PERFORMANCE ASSESSMENT OF AI-BASED DAYLIGHT PREDICTION MODELS FOR OPEN-LOOP INDOOR LIGHTING CONTROL


YÜCEL U., AYAZ M., EKEN S.

Light and Engineering, cilt.34, sa.2, ss.35-48, 2026 (SCI-Expanded, Scopus) identifier

  • Yayın Türü: Makale / Tam Makale
  • Cilt numarası: 34 Sayı: 2
  • Basım Tarihi: 2026
  • Dergi Adı: Light and Engineering
  • Derginin Tarandığı İndeksler: Science Citation Index Expanded (SCI-EXPANDED), Scopus, Compendex
  • Sayfa Sayıları: ss.35-48
  • Anahtar Kelimeler: daylight harvesting, daylight prediction, energy efficiency, indoor lighting, open-loop control, regression
  • Kocaeli Üniversitesi Adresli: Evet

Özet

Improving the energy efficiency of indoor lighting systems is a key strategy for reducing electricity consumption without compromising visual comfort.
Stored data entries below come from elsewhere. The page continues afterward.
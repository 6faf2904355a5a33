//! Legacy free-text category labels and the canonical label each folds into.
//!
//! Keys are already normalized (lowercase, trimmed). Misspelled keys match
//! values that occur verbatim in imported data.

use std::collections::{BTreeSet, HashMap};
use std::sync::LazyLock;

pub static LEGACY_CATEGORY_MAP: &[(&str, &str)] = &[
    // Professional Services
    ("accounting", "Professional Services"),
    ("accounting & tax services", "Professional Services"),
    ("business business consulting", "Professional Services"),
    ("business resources", "Professional Services"),
    ("business services", "Professional Services"),
    ("busienss services/consulting", "Professional Services"),
    ("business solutions", "Professional Services"),
    ("consulting", "Professional Services"),
    ("professional services", "Professional Services"),
    ("human resources", "Professional Services"),
    ("marketing", "Professional Services"),
    ("managment", "Professional Services"),
    ("promotion", "Professional Services"),
    ("promotions", "Professional Services"),
    ("organizational development", "Professional Services"),
    ("advocacy", "Professional Services"),
    ("conflict resolution services", "Professional Services"),
    ("fingerprinting", "Professional Services"),
    ("notary public", "Professional Services"),

    // Construction & Contractors
    ("construction", "Construction & Contractors"),
    ("construction contractors", "Construction & Contractors"),
    ("construction management", "Construction & Contractors"),
    ("construction services", "Construction & Contractors"),
    ("contractor", "Construction & Contractors"),
    ("contractors", "Construction & Contractors"),
    ("general contractors", "Construction & Contractors"),
    ("carpentry contractors", "Construction & Contractors"),
    ("carpteting contractors", "Construction & Contractors"),
    ("electrical", "Construction & Contractors"),
    ("electricals", "Construction & Contractors"),
    ("plumbing", "Construction & Contractors"),
    ("plumbing & hvac contractors", "Construction & Contractors"),
    ("roofing", "Construction & Contractors"),
    ("painting", "Construction & Contractors"),
    ("painting contractors", "Construction & Contractors"),
    ("paving", "Construction & Contractors"),
    ("paving contractors", "Construction & Contractors"),
    ("asphalt paving", "Construction & Contractors"),
    ("demolition", "Construction & Contractors"),
    ("excavation", "Construction & Contractors"),
    ("flooring", "Construction & Contractors"),
    ("floor installation", "Construction & Contractors"),
    ("metalwork contractors", "Construction & Contractors"),
    ("fencing", "Construction & Contractors"),
    ("fences", "Construction & Contractors"),
    ("welding", "Construction & Contractors"),
    ("water construction", "Construction & Contractors"),
    ("air conditioning", "Construction & Contractors"),
    ("elevator service", "Construction & Contractors"),
    ("fire protection", "Construction & Contractors"),
    ("installations", "Construction & Contractors"),
    ("gate operators", "Construction & Contractors"),

    // Healthcare & Medical
    ("pediatrics", "Healthcare & Medical"),
    ("dental", "Healthcare & Medical"),
    ("dentist", "Healthcare & Medical"),
    ("dermatology", "Healthcare & Medical"),
    ("gynecology", "Healthcare & Medical"),
    ("health", "Healthcare & Medical"),
    ("health services", "Healthcare & Medical"),
    ("healthcare", "Healthcare & Medical"),
    ("healthcare services", "Healthcare & Medical"),
    ("medical", "Healthcare & Medical"),
    ("physicians", "Healthcare & Medical"),
    ("ophthalmology", "Healthcare & Medical"),
    ("opticians", "Healthcare & Medical"),
    ("podiatry", "Healthcare & Medical"),
    ("pharmacy/clinic", "Healthcare & Medical"),
    ("mental health & counseling services", "Healthcare & Medical"),
    ("therapy", "Healthcare & Medical"),
    ("rehabilitation", "Healthcare & Medical"),
    ("counseling", "Healthcare & Medical"),
    ("disability services", "Healthcare & Medical"),

    // Automotive Services
    ("auto repair & services", "Automotive Services"),
    ("automotive", "Automotive Services"),
    ("mechanic", "Automotive Services"),
    ("motorcycles", "Automotive Services"),

    // Transportation Services
    ("transport", "Transportation Services"),
    ("transport services", "Transportation Services"),
    ("transportation", "Transportation Services"),
    ("transportation services", "Transportation Services"),
    ("bus services", "Transportation Services"),
    ("courier", "Transportation Services"),
    ("movers", "Transportation Services"),
    ("heavy hauling", "Transportation Services"),
    ("trucking", "Transportation Services"),
    ("towing", "Transportation Services"),
    ("travel", "Transportation Services"),

    // Home & Property Services
    ("cleaning services", "Home & Property Services"),
    ("janitorial services", "Home & Property Services"),
    ("home improvement", "Home & Property Services"),
    ("home remodelling", "Home & Property Services"),
    ("home services", "Home & Property Services"),
    ("appliance service", "Home & Property Services"),
    ("carpet cleaning", "Home & Property Services"),
    ("carpet sales", "Home & Property Services"),
    ("carpet sales & installation", "Home & Property Services"),
    ("draperies & windows", "Home & Property Services"),
    ("property cleanout services", "Home & Property Services"),
    ("pest control", "Home & Property Services"),
    ("landscaping", "Home & Property Services"),
    ("debris removal", "Home & Property Services"),
    ("dumpster service", "Home & Property Services"),
    ("waste management", "Home & Property Services"),
    ("recycling", "Home & Property Services"),
    ("window distribution", "Home & Property Services"),
    ("properties", "Home & Property Services"),

    // Beauty & Personal Care
    ("beauty academies & salons", "Beauty & Personal Care"),
    ("salons", "Beauty & Personal Care"),
    ("hair care", "Beauty & Personal Care"),
    ("barber shops", "Beauty & Personal Care"),
    ("esthetician", "Beauty & Personal Care"),
    ("spas", "Beauty & Personal Care"),

    // Food & Dining
    ("restaurant", "Food & Dining"),
    ("restaurants", "Food & Dining"),
    ("bakery", "Food & Dining"),
    ("cafe", "Food & Dining"),
    ("catering services", "Food & Dining"),
    ("food service", "Food & Dining"),
    ("beverages", "Food & Dining"),
    ("desserts", "Food & Dining"),
    ("gourmet products", "Food & Dining"),

    // Retail & Shopping
    ("boutiques", "Retail & Shopping"),
    ("retail & gift shops", "Retail & Shopping"),
    ("retail & specialty shops", "Retail & Shopping"),
    ("gift shops", "Retail & Shopping"),
    ("clothing & apparrel", "Retail & Shopping"),
    ("cltothing", "Retail & Shopping"),
    ("furniture", "Retail & Shopping"),
    ("home appliances", "Retail & Shopping"),
    ("hardware", "Retail & Shopping"),
    ("hats", "Retail & Shopping"),
    ("bridal", "Retail & Shopping"),
    ("equipments", "Retail & Shopping"),
    ("camping equipment", "Retail & Shopping"),
    ("facility supplies", "Retail & Shopping"),
    ("awards", "Retail & Shopping"),
    ("memorials", "Retail & Shopping"),

    // Technology Services
    ("technology", "Technology Services"),
    ("technology services", "Technology Services"),
    ("computer sales & services", "Technology Services"),
    ("computer services", "Technology Services"),
    ("cybersecurity", "Technology Services"),
    ("wireless services", "Technology Services"),
    ("drones services", "Technology Services"),

    // Financial Services
    ("finance", "Financial Services"),
    ("mortgages", "Financial Services"),
    ("banks", "Financial Services"),
    ("money transfer/western union", "Financial Services"),
    ("lottery", "Financial Services"),
    ("insurance", "Financial Services"),
    ("real estate", "Financial Services"),
    ("real estate agencies", "Financial Services"),
    ("realestate", "Financial Services"),

    // Education & Training
    ("school", "Education & Training"),
    ("college", "Education & Training"),
    ("learning center", "Education & Training"),
    ("driving schools", "Education & Training"),
    ("training", "Education & Training"),
    ("career & employment serviceds", "Education & Training"),
    ("scholarships", "Education & Training"),
    ("firearm training", "Education & Training"),
    ("driving", "Education & Training"),

    // Entertainment & Events
    ("entertainment", "Entertainment & Events"),
    ("events", "Entertainment & Events"),
    ("event venue", "Entertainment & Events"),
    ("banquet halls event rentals", "Entertainment & Events"),
    ("performing arts", "Entertainment & Events"),
    ("bars & lounges", "Entertainment & Events"),
    ("clubs", "Entertainment & Events"),
    ("museums", "Entertainment & Events"),
    ("fitness", "Entertainment & Events"),
    ("health club", "Entertainment & Events"),
    ("lift & health coaching", "Entertainment & Events"),

    // Community & Nonprofit
    ("nonprofit & civic organizations", "Community & Nonprofit"),
    ("nonprofit foundation", "Community & Nonprofit"),
    ("nonprofit organization", "Community & Nonprofit"),
    ("ngo", "Community & Nonprofit"),
    ("charitable organizations", "Community & Nonprofit"),
    ("charity", "Community & Nonprofit"),
    ("community center", "Community & Nonprofit"),
    ("community organizations", "Community & Nonprofit"),
    ("youth organization", "Community & Nonprofit"),
    ("association", "Community & Nonprofit"),
    ("union", "Community & Nonprofit"),
    ("civil rights organization", "Community & Nonprofit"),

    // Religious Organizations
    ("church", "Religious Organizations"),
    ("churches", "Religious Organizations"),

    // Media & Creative
    ("media", "Media & Creative"),
    ("media & production services", "Media & Creative"),
    ("photography", "Media & Creative"),
    ("radio station", "Media & Creative"),
    ("radio stations", "Media & Creative"),
    ("television", "Media & Creative"),
    ("publishing services", "Media & Creative"),
    ("magazines", "Media & Creative"),
    ("art", "Media & Creative"),
    ("art dealers", "Media & Creative"),
    ("design", "Media & Creative"),
    ("decorating", "Media & Creative"),
    ("decorators", "Media & Creative"),
    ("glass designers", "Media & Creative"),
    ("embroidery", "Media & Creative"),
    ("tailoring", "Media & Creative"),
    ("signs", "Media & Creative"),
    ("audiovisual", "Media & Creative"),

    // Childcare & Family Services
    ("daycare", "Childcare & Family Services"),
    ("daycare centers", "Childcare & Family Services"),
    ("family services", "Childcare & Family Services"),
    ("housing", "Childcare & Family Services"),
    ("housing assistance", "Childcare & Family Services"),
    ("assisted living", "Childcare & Family Services"),

    // Legal Services
    ("law office", "Legal Services"),
    ("legal", "Legal Services"),
    ("legal services", "Legal Services"),
    ("bail bond", "Legal Services"),
    ("bail bonds", "Legal Services"),

    // Employment Services
    ("employment agencies", "Employment Services"),
    ("employment services", "Employment Services"),
    ("staffing", "Employment Services"),

    // Security Services
    ("security", "Security Services"),
    ("firearms", "Security Services"),

    // Environmental Services
    ("environmental", "Environmental Services"),
    ("environmental engineeringconsulting", "Environmental Services"),
    ("environmental services", "Environmental Services"),
    ("environment", "Environmental Services"),

    // Engineering & Architecture
    ("engineering", "Engineering & Architecture"),
    ("architects", "Engineering & Architecture"),
    ("planning", "Engineering & Architecture"),

    // Pet Services
    ("pet services", "Pet Services"),

    // Funeral Services
    ("funeral services", "Funeral Services"),

    // Specialty Services
    ("florist", "Specialty Services"),
    ("dry cleaners", "Specialty Services"),
    ("lead inspection", "Specialty Services"),
    ("vendor", "Specialty Services"),

    // Government
    ("government", "Government"),
];

static LOOKUP: LazyLock<HashMap<&'static str, &'static str>> =
    LazyLock::new(|| LEGACY_CATEGORY_MAP.iter().copied().collect());

/// Lowercases and trims a label the way mapping keys are stored.
pub fn normalize_label(label: &str) -> String {
    label.trim().to_lowercase()
}

/// Canonical label for an already-normalized key.
pub fn canonical_for_key(key: &str) -> Option<&'static str> {
    LOOKUP.get(key).copied()
}

pub fn canonical_for(label: &str) -> Option<&'static str> {
    canonical_for_key(&normalize_label(label))
}

/// True when `label` is exactly one of the canonical labels.
pub fn is_canonical(label: &str) -> bool {
    LEGACY_CATEGORY_MAP
        .iter()
        .any(|(_, canonical)| *canonical == label)
}

/// Every canonical label the mapping can produce, sorted.
pub fn canonical_categories() -> Vec<&'static str> {
    LEGACY_CATEGORY_MAP
        .iter()
        .map(|(_, canonical)| *canonical)
        .collect::<BTreeSet<_>>()
        .into_iter()
        .collect()
}

#[cfg(test)]
mod tests {
    use super::*;

    #[test]
    fn keys_are_normalized_and_unique() {
        let mut seen = BTreeSet::new();
        for (key, _) in LEGACY_CATEGORY_MAP {
            assert_eq!(*key, normalize_label(key), "key '{key}' is not normalized");
            assert!(seen.insert(*key), "duplicate key '{key}'");
        }
    }

    #[test]
    fn lookup_ignores_case_and_padding() {
        assert_eq!(canonical_for("  ACCOUNTING & TAX SERVICES "), Some("Professional Services"));
        assert_eq!(canonical_for("Bail Bonds"), Some("Legal Services"));
        assert_eq!(canonical_for("florist"), Some("Specialty Services"));
        assert_eq!(canonical_for("underwater basket weaving"), None);
    }

    #[test]
    fn canonical_set_is_sorted_and_deduplicated() {
        let canonical = canonical_categories();
        let mut sorted = canonical.clone();
        sorted.sort();
        sorted.dedup();
        assert_eq!(canonical, sorted);
        assert_eq!(canonical.len(), 26);
        assert!(canonical.contains(&"Government"));
        assert!(canonical.contains(&"Retail & Shopping"));
    }

    #[test]
    fn canonical_labels_map_to_themselves_when_listed() {
        for canonical in canonical_categories() {
            if let Some(target) = canonical_for(canonical) {
                assert_eq!(target, canonical);
            }
        }
    }
}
This study presents a performance assessment of Artificial Intelligence (AI) based daylight prediction models for open-loop indoor lighting control and compares their energy-saving impact with a reference closed-loop system. Real-world daylight data collected over a two-year period from a public building forms the basis of the analysis. The closed-loop system employs sensors at each measurement point, while the open-loop alternative leverages machine learning-based daylight prediction models using parameters such as room dimensions, wall reflectance, window size, measurement point distance from windows, and spatial orientation. Eight regression-based prediction models were developed and evaluated, among which the Support Vector Regression (SVR) model demonstrated the highest accuracy, while Theil-Sen Regressor yielded the lowest. The energy analysis was conducted specifically for electrical lighting electricity consumption, and results reveal that closed-loop control systems can reduce annual electricity consumption for lighting by up to 52 %, whereas open-loop systems achieve savings between 33 % and 40 %. Despite its superior performance, the closed-loop approach incurs higher installation and operational costs, resulting in a payback period of approximate ly from 8 to 10 years. These findings highlight the potential of AI-assisted open-loop lighting control systems as a cost-effective solution for retrofitting existing buildings.